▸ TASK DETAILS:
Output all of the data below exactly as given.
RECORDED INFORMATION below:
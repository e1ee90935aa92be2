//! Authentication error taxonomy.

use thiserror::Error;

/// Errors produced by the authentication core.
///
/// The caller-facing variants carry fixed messages so that the reason behind a
/// rejected login or token never leaks through `Display` or `Debug`.
#[derive(Debug, Error, Clone, PartialEq, Eq)]
pub enum AuthError {
    /// Signing key or algorithm missing/invalid. Fatal at startup.
    #[error("Configuration error: {0}")]
    Configuration(String),

    /// Input failed a shape constraint (password length, email format, ...)
    #[error("Validation error: {0}")]
    Validation(String),

    /// Registration for an email that is already taken
    #[error("User already exists")]
    DuplicateUser,

    /// Unknown email or wrong password
    #[error("Incorrect username or password")]
    InvalidCredentials,

    /// Bad signature, malformed, expired, or missing claims
    #[error("Invalid token")]
    InvalidToken,

    /// A protected operation was attempted without a usable identity
    #[error("Could not validate credentials")]
    Unauthenticated,

    /// Credential store failure
    #[error("Credential store error: {0}")]
    Store(String),

    /// Hashing library failure
    #[error("Internal error: {0}")]
    Internal(String),
}

impl AuthError {
    /// Whether this error must abort process startup rather than be reported
    /// to a single request.
    pub fn is_fatal(&self) -> bool {
        matches!(self, Self::Configuration(_))
    }
}

/// Result type for authentication operations.
pub type AuthResult<T> = Result<T, AuthError>;
//! Authentication and session-token core.
//!
//! This module owns everything between a submitted credential and an
//! authenticated identity:
//!
//! - **Passwords**: Argon2id hashing and verification, plus input shape checks
//! - **Tokens**: HMAC-signed JWTs carrying `sub`/`exp`, verified statelessly
//! - **Identity**: resolving a bearer token to a stored [`UserRecord`]
//! - **Orchestration**: registration and login via [`AuthService`]
//!
//! ## Security Model
//!
//! - Login failures never reveal whether the email exists
//! - Token failures never reveal whether the token was expired, forged or
//!   belongs to a deleted user
//! - Plaintext passwords and hashes are never logged
//!
//! ## Usage
//!
//! ```ignore
//! let config = AuthConfig::from_env()?;
//! let service = AuthService::new(&config, Arc::new(UserStore::new(db)));
//!
//! let user = service.register("a@example.com", "password123").await?;
//! let token = service.login("a@example.com", "password123").await?;
//! let me = service.resolve_authorization(Some("Bearer ...")).await?;
//! ```

mod error;
mod password;
mod resolver;
mod service;
mod token;
mod user_store;


pub use error::{AuthError, AuthResult};
pub use password::{
    Credentials, MAX_PASSWORD_LEN, MIN_PASSWORD_LEN, hash_password, validate_email,
    validate_password, verify_password,
};
pub use resolver::{IdentityResolver, bearer_token};
pub use service::AuthService;
pub use token::{Claims, TokenIssuer, TokenResponse, TokenVerifier, ttl_from_minutes};
pub use user_store::{CredentialStore, DuplicateEmail, UserRecord, UserStore};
End of RECORDED INFORMATION.
▸ YOUR SOLUTION:
repository e1ee90935aa92be2
//! Authentication error taxonomy.

use thiserror::Error;

/// Errors produced by the authentication core.
///
/// The caller-facing variants carry fixed messages so that the reason behind a
/// rejected login or token never leaks through `Display` or `Debug`.
#[derive(Debug, Error, Clone, PartialEq, Eq)]
pub enum AuthError {
    /// Signing key or algorithm missing/invalid. Fatal at startup.
    #[error("Configuration error: {0}")]
    Configuration(String),

    /// Input failed a shape constraint (password length, email format, ...)
    #[error("Validation error: {0}")]
    Validation(String),

    /// Registration for an email that is already taken
    #[error("User already exists")]
    DuplicateUser,

    /// Unknown email or wrong password
    #[error("Incorrect username or password")]
    InvalidCredentials,

    /// Bad signature, malformed, expired, or missing claims
    #[error("Invalid token")]
    InvalidToken,

    /// A protected operation was attempted without a usable identity
    #[error("Could not validate credentials")]
    Unauthenticated,

    /// Credential store failure
    #[error("Credential store error: {0}")]
    Store(String),

    /// Hashing library failure
    #[error("Internal error: {0}")]
    Internal(String),
}

impl AuthError {
    /// Whether this error must abort process startup rather than be reported
    /// to a single request.
    pub fn is_fatal(&self) -> bool {
        matches!(self, Self::Configuration(_))
    }
}

/// Result type for authentication operations.
pub type AuthResult<T> = Result<T, AuthError>;
//! Authentication and session-token core.
//!
//! This module owns everything between a submitted credential and an
//! authenticated identity:
//!
//! - **Passwords**: Argon2id hashing and verification, plus input shape checks
//! - **Tokens**: HMAC-signed JWTs carrying `sub`/`exp`, verified statelessly
//! - **Identity**: resolving a bearer token to a stored [`UserRecord`]
//! - **Orchestration**: registration and login via [`AuthService`]
//!
//! ## Security Model
//!
//! - Login failures never reveal whether the email exists
//! - Token failures never reveal whether the token was expired, forged or
//!   belongs to a deleted user
//! - Plaintext passwords and hashes are never logged
//!
//! ## Usage
//!
//! ```ignore
//! let config = AuthConfig::from_env()?;
//! let service = AuthService::new(&config, Arc::new(UserStore::new(db)));
//!
//! let user = service.register("a@example.com", "password123").await?;
//! let token = service.login("a@example.com", "password123").await?;
//! let me = service.resolve_authorization(Some("Bearer ...")).await?;
//! ```

mod error;
mod password;
mod resolver;
mod service;
mod token;
mod user_store;


pub use error::{AuthError, AuthResult};
pub use password::{
    Credentials, MAX_PASSWORD_LEN, MIN_PASSWORD_LEN, hash_password, validate_email,
    validate_password, verify_password,
};
pub use resolver::{IdentityResolver, bearer_token};
pub use service::AuthService;
pub use token::{Claims, TokenIssuer, TokenResponse, TokenVerifier, ttl_from_minutes};
pub use user_store::{CredentialStore, DuplicateEmail, UserRecord, UserStore};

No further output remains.